AIM OF THE TASK:
Please set down every entry below exactly as given.

DATASET EXTRACT:
# # # #
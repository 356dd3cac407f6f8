use bson::{doc, oid::ObjectId};
use mongodb::Database;
use tracing::info;

use crate::model::document::Document;
use crate::model::vehicle::Vehicle;
use crate::repository::mongo::MongoCrud;
use crate::repository::repository_error::RepositoryResult;

pub struct VehicleRepository {
    crud: MongoCrud<Vehicle>,
}

impl VehicleRepository {
    pub fn new(db: &Database) -> Self {
        VehicleRepository {
            crud: MongoCrud::new(db),
        }
    }

    #[tracing::instrument(skip(self, vehicle), fields(registration = %vehicle.registrationNumber))]
    pub async fn create(&self, vehicle: Vehicle) -> RepositoryResult<Vehicle> {
        info!("Creating new vehicle");
        self.crud.create(vehicle).await
    }

    pub async fn get_by_id(&self, id: ObjectId) -> RepositoryResult<Vehicle> {
        self.crud.get_by_id(id).await
    }

    pub async fn update(&self, id: ObjectId, vehicle: Vehicle) -> RepositoryResult<Vehicle> {
        self.crud.update(id, vehicle).await
    }

    #[tracing::instrument(skip(self), fields(id = %id, status = status))]
    pub async fn update_status(&self, id: ObjectId, status: &str) -> RepositoryResult<()> {
        info!("Updating vehicle status");
        self.crud.update_fields(id, doc! { "status": status }).await
    }

    pub async fn set_documents(&self, id: ObjectId, documents: &[Document]) -> RepositoryResult<()> {
        self.crud.set_documents(id, documents).await
    }

    pub async fn delete(&self, id: ObjectId) -> RepositoryResult<()> {
        self.crud.delete(id).await
    }

    pub async fn list(&self, page: u32, limit: u32) -> RepositoryResult<Vec<Vehicle>> {
        self.crud.list(page, limit).await
    }

    pub async fn find_by_registration(&self, registration: &str) -> RepositoryResult<Vec<Vehicle>> {
        self.crud
            .find_by(doc! { "registrationNumber": registration })
            .await
    }

    pub async fn find_by_status(&self, status: &str) -> RepositoryResult<Vec<Vehicle>> {
        self.crud.find_by(doc! { "status": status }).await
    }

    pub async fn count(&self) -> RepositoryResult<u64> {
        self.crud.count().await
    }
}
# # # #
TASK OUTPUT:
repository 356dd3cac407f6f8
use bson::{doc, oid::ObjectId};
use mongodb::Database;
use tracing::info;

use crate::model::document::Document;
use crate::model::vehicle::Vehicle;
use crate::repository::mongo::MongoCrud;
use crate::repository::repository_error::RepositoryResult;

pub struct VehicleRepository {
    crud: MongoCrud<Vehicle>,
}

impl VehicleRepository {
    pub fn new(db: &Database) -> Self {
        VehicleRepository {
            crud: MongoCrud::new(db),
        }
    }

    #[tracing::instrument(skip(self, vehicle), fields(registration = %vehicle.registrationNumber))]
    pub async fn create(&self, vehicle: Vehicle) -> RepositoryResult<Vehicle> {
        info!("Creating new vehicle");
        self.crud.create(vehicle).await
    }

    pub async fn get_by_id(&self, id: ObjectId) -> RepositoryResult<Vehicle> {
        self.crud.get_by_id(id).await
    }

    pub async fn update(&self, id: ObjectId, vehicle: Vehicle) -> RepositoryResult<Vehicle> {
        self.crud.update(id, vehicle).await
    }

    #[tracing::instrument(skip(self), fields(id = %id, status = status))]
    pub async fn update_status(&self, id: ObjectId, status: &str) -> RepositoryResult<()> {
        info!("Updating vehicle status");
        self.crud.update_fields(id, doc! { "status": status }).await
    }

    pub async fn set_documents(&self, id: ObjectId, documents: &[Document]) -> RepositoryResult<()> {
        self.crud.set_documents(id, documents).await
    }

    pub async fn delete(&self, id: ObjectId) -> RepositoryResult<()> {
        self.crud.delete(id).await
    }

    pub async fn list(&self, page: u32, limit: u32) -> RepositoryResult<Vec<Vehicle>> {
        self.crud.list(page, limit).await
    }

    pub async fn find_by_registration(&self, registration: &str) -> RepositoryResult<Vec<Vehicle>> {
        self.crud
            .find_by(doc! { "registrationNumber": registration })
            .await
    }

    pub async fn find_by_status(&self, status: &str) -> RepositoryResult<Vec<Vehicle>> {
        self.crud.find_by(doc! { "status": status }).await
    }

    pub async fn count(&self) -> RepositoryResult<u64> {
        self.crud.count().await
    }
}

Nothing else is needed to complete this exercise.